▶ _WHAT YOU HAVE TO DO_: From the data below, copy each line that includes the word "must".

(Entries taken from a collection)
════

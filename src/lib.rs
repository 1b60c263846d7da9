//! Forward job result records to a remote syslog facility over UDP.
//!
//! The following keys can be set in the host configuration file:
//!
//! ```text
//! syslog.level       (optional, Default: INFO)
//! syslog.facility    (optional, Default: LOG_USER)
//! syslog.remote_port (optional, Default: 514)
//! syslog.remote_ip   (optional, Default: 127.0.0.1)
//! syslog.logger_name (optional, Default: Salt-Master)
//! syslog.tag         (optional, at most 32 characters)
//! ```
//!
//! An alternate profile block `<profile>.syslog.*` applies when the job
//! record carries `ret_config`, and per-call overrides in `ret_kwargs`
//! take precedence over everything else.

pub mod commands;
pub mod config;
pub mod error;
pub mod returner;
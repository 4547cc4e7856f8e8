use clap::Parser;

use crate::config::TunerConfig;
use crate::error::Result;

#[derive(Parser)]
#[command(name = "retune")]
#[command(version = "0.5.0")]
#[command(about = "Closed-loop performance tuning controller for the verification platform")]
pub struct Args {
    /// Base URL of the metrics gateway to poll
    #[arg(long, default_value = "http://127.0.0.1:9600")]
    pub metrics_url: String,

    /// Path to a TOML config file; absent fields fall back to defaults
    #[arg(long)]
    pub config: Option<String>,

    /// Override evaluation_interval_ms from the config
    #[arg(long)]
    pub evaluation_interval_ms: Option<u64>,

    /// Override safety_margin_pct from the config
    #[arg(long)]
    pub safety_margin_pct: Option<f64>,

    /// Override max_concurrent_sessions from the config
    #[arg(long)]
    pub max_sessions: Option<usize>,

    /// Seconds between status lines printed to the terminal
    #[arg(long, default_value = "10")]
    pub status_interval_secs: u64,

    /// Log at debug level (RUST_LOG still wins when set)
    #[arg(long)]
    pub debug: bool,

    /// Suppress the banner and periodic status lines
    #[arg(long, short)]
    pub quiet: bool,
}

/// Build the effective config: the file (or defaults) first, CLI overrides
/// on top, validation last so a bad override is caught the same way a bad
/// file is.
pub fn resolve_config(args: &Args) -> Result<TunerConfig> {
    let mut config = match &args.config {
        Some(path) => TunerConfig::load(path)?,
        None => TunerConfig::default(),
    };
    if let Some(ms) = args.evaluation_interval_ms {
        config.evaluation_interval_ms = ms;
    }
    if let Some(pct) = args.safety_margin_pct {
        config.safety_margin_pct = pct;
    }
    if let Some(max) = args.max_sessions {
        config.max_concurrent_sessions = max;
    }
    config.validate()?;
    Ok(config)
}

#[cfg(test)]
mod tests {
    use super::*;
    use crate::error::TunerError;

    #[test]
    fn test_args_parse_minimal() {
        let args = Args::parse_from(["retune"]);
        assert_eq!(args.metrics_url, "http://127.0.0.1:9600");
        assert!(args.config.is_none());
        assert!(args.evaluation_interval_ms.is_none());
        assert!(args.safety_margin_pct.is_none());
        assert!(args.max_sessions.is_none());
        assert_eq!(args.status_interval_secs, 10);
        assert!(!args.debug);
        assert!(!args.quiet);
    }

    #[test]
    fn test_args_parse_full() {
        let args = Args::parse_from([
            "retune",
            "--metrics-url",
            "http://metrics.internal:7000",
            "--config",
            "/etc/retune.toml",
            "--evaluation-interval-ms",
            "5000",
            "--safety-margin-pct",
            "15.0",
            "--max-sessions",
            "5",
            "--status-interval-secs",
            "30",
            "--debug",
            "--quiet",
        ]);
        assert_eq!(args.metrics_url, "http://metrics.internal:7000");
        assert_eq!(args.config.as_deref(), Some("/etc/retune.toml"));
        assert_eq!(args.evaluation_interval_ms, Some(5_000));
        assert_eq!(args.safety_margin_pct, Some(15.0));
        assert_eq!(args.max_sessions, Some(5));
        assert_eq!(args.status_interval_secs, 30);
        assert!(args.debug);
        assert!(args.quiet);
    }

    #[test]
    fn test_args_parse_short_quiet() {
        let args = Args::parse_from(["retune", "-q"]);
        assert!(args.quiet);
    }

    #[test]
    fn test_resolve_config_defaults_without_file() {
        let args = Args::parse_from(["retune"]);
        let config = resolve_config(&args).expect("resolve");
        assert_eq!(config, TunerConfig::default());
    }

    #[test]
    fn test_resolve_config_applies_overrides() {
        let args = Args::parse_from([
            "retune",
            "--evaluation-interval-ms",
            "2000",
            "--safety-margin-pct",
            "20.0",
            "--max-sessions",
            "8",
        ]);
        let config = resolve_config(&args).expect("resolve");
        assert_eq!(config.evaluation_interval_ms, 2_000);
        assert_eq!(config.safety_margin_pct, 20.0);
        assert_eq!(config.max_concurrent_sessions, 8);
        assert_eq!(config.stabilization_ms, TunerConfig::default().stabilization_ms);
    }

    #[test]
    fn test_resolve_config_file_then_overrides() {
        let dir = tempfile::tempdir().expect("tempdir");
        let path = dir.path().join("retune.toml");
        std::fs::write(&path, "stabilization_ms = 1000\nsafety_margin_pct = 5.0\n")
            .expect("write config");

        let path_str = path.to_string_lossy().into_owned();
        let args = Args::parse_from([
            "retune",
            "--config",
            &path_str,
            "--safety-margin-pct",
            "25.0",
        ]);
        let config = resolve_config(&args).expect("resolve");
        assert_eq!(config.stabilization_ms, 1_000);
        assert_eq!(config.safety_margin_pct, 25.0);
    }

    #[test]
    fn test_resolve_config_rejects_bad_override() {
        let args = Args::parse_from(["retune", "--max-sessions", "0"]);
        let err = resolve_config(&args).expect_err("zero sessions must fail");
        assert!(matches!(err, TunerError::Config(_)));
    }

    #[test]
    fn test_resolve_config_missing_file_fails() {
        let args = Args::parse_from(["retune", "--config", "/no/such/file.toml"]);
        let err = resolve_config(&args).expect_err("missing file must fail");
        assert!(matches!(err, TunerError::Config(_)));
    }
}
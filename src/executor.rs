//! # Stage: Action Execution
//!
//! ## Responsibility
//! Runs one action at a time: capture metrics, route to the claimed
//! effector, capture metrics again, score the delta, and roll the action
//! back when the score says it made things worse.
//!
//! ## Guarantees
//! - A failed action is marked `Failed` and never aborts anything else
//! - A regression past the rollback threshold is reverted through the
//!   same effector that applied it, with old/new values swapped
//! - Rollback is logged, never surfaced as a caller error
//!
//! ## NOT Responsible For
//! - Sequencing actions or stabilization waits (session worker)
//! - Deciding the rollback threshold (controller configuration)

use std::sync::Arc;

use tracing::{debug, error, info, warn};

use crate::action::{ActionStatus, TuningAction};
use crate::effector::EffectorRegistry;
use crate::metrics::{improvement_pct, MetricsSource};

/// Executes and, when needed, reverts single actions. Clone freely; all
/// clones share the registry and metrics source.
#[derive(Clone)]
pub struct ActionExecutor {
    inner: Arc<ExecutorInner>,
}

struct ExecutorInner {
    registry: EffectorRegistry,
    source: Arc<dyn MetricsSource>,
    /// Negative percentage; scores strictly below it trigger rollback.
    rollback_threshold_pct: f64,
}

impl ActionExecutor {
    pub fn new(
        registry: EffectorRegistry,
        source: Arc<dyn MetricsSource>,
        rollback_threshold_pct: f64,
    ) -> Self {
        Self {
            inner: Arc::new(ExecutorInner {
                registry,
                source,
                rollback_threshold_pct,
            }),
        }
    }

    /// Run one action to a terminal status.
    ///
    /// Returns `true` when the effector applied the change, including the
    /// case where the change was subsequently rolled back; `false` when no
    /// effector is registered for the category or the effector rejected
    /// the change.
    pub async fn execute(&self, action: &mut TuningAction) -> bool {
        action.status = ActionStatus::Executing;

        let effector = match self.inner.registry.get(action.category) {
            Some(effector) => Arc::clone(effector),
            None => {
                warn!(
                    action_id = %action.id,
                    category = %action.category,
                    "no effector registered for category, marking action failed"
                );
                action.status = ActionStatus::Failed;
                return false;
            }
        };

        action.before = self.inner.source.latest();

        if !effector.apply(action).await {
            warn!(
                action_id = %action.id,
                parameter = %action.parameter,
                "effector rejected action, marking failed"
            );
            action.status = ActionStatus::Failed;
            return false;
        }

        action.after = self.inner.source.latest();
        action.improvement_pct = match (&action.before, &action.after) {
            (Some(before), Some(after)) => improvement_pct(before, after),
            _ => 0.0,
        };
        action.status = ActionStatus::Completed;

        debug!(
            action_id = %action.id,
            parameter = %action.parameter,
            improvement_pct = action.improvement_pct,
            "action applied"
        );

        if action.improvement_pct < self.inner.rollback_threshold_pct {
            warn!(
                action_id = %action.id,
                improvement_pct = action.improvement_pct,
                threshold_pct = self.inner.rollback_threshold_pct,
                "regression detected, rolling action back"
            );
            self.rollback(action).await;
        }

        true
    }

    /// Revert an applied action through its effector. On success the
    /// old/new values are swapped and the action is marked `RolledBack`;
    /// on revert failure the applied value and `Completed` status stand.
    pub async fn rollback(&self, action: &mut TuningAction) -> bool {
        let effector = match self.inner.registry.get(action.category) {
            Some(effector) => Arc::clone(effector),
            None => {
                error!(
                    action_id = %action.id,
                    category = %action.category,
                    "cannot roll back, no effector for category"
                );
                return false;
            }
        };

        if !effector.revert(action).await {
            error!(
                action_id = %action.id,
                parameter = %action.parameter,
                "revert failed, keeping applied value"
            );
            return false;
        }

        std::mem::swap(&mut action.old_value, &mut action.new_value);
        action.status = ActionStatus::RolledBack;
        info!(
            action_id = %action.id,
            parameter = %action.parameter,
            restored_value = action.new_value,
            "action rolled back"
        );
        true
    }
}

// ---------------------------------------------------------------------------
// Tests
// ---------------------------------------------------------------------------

════

▶ _RESPONSE TO THIS EXERCISE_:
        let err = resolve_config(&args).expect_err("zero sessions must fail");
        let err = resolve_config(&args).expect_err("missing file must fail");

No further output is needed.